Moze lepiej niech sie zawali i niech zbuduja nowy

Ale nie wiem czyja to droga? Panstwowa czy prywatna? Moze to gdzies zgloscie, ze robi sie juz niebezpiecznie.
Pogoda - u nas bylo wczoraj super, ale jak sloneczko zaszlo za chmury, to pizdzialo ze hej, bo lodowate wietrzysko bylo. W efekcie przyszlam po spacerze zmarznieta na kosc
Jol - wspolczuje podtopienia. Jak bym miala slonko, to bym sie podzielila, ale dzisiaj same chmury
Michalek siedzi obok mnie w nosidelku i cos tam kwiknal i obrocilam szybko glowe do niego a on jak nie podskoczyl, tak sie wystraszyl. I prawie sie rozplakal. Jakis drazliwy sie zrobil, wczoraj kupilismy mu nowa zabawke z melodyjka i jak ja puscilismy to buzia w podkowke.

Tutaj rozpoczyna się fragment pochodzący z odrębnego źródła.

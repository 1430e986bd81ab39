//! Drives the store over real HTTP against the API router.

use redline_api::corrections::BestChoicePolicy;
use redline_api::{auth, db, router, AppState};
use redline_client::{ClientError, FeedStore, HttpFeedService};
use redline_shared::{Category, CreatePost, VoteDirection};
use tempfile::TempDir;

const SECRET: &str = "e2e-secret";

async fn serve() -> (String, TempDir) {
    let temp_dir = TempDir::new().unwrap();
    let db_path = temp_dir.path().join("e2e.db");
    let pool = db::create_pool(db_path.to_str().unwrap()).unwrap();
    db::run_migrations(&pool).unwrap();

    let app = router(AppState {
        db: pool,
        jwt_secret: SECRET.to_string(),
        best_choice: BestChoicePolicy::Anyone,
        suggester: None,
    });

    let listener = tokio::net::TcpListener::bind("127.0.0.1:0").await.unwrap();
    let addr = listener.local_addr().unwrap();
    tokio::spawn(async move {
        axum::serve(listener, app).await.unwrap();
    });

    (format!("http://{addr}"), temp_dir)
}

fn signed_in(base_url: &str, user_id: i64) -> FeedStore<HttpFeedService> {
    let token = auth::issue_token(user_id, SECRET).unwrap();
    FeedStore::new(HttpFeedService::new(base_url).with_token(token))
}

#[tokio::test]
async fn full_round_trip_over_http() {
    let (base_url, _temp) = serve().await;
    let author = signed_in(&base_url, 1);
    let voter = signed_in(&base_url, 2);

    let (post, suggestion) = author
        .create_post(CreatePost {
            title: "Homework".into(),
            content: "The cat sit on the mat.".into(),
            category: Category::Grammar,
        })
        .await
        .unwrap();
    // No upstream configured: the sidecar fails quietly.
    assert_eq!(suggestion.outcome().await, None);

    let correction = author
        .submit_correction(post.id, "The cat sits on the mat.", Some("Agreement".into()))
        .await
        .unwrap();
    let comment = author.create_comment(post.id, "Thanks!").await.unwrap();

    voter.load().await.unwrap();
    assert_eq!(voter.posts().await.len(), 1);
    assert_eq!(voter.corrections(post.id).await, vec![correction.clone()]);
    assert_eq!(voter.comments(post.id).await, vec![comment.clone()]);

    assert_eq!(voter.vote_correction(post.id, correction.id).await.unwrap(), 1);
    assert_eq!(voter.vote_correction(post.id, correction.id).await.unwrap(), 0);
    assert_eq!(voter.vote_correction(post.id, correction.id).await.unwrap(), 1);
    assert_eq!(voter.vote_comment(comment.id, VoteDirection::Down).await.unwrap(), -1);

    voter.choose_best(post.id, correction.id).await.unwrap();
    assert_eq!(
        voter.post(post.id).await.unwrap().best_correction_id,
        Some(correction.id)
    );

    author.load().await.unwrap();
    let reloaded = author.post(post.id).await.unwrap();
    assert_eq!(reloaded.best_correction_id, Some(correction.id));
    assert_eq!(reloaded.suggestion, None);
}

#[tokio::test]
async fn anonymous_mutations_are_unauthorized() {
    let (base_url, _temp) = serve().await;
    let author = signed_in(&base_url, 1);
    let anonymous = FeedStore::new(HttpFeedService::new(&base_url));
    assert!(!anonymous.service().has_token());

    let (post, _) = author
        .create_post(CreatePost {
            title: "T".into(),
            content: "C".into(),
            category: Category::Writing,
        })
        .await
        .unwrap();

    anonymous.load().await.unwrap();
    let err = anonymous.create_comment(post.id, "hi").await.unwrap_err();
    assert_eq!(err, ClientError::Unauthorized);
    assert!(anonymous.comments(post.id).await.is_empty());
}

#[tokio::test]
async fn server_errors_map_onto_client_errors() {
    let (base_url, _temp) = serve().await;
    let user = signed_in(&base_url, 1);

    let (p, _) = user
        .create_post(CreatePost {
            title: "P".into(),
            content: "first".into(),
            category: Category::Vocabulary,
        })
        .await
        .unwrap();
    let (q, _) = user
        .create_post(CreatePost {
            title: "Q".into(),
            content: "second".into(),
            category: Category::Vocabulary,
        })
        .await
        .unwrap();
    let foreign = user.submit_correction(q.id, "second!", None).await.unwrap();

    let err = user.choose_best(p.id, foreign.id).await.unwrap_err();
    assert!(matches!(err, ClientError::InvalidState(_)));
    assert_eq!(user.post(p.id).await.unwrap().best_correction_id, None);

    let err = user.vote_correction(p.id, foreign.id).await.unwrap_err();
    assert_eq!(err, ClientError::NotFound);
}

A... i dzis rano robilam mu samolocik do lustra pierwszy raz smial sie na glos do swojego odbicia, aale mielismy radoche. I tak duuuzo zaczal opowiadac

Moze to budzenie w nocy to faktycznie jakis skok?
Milego dzionka i duuuzo slonka i ciepelka na dzis.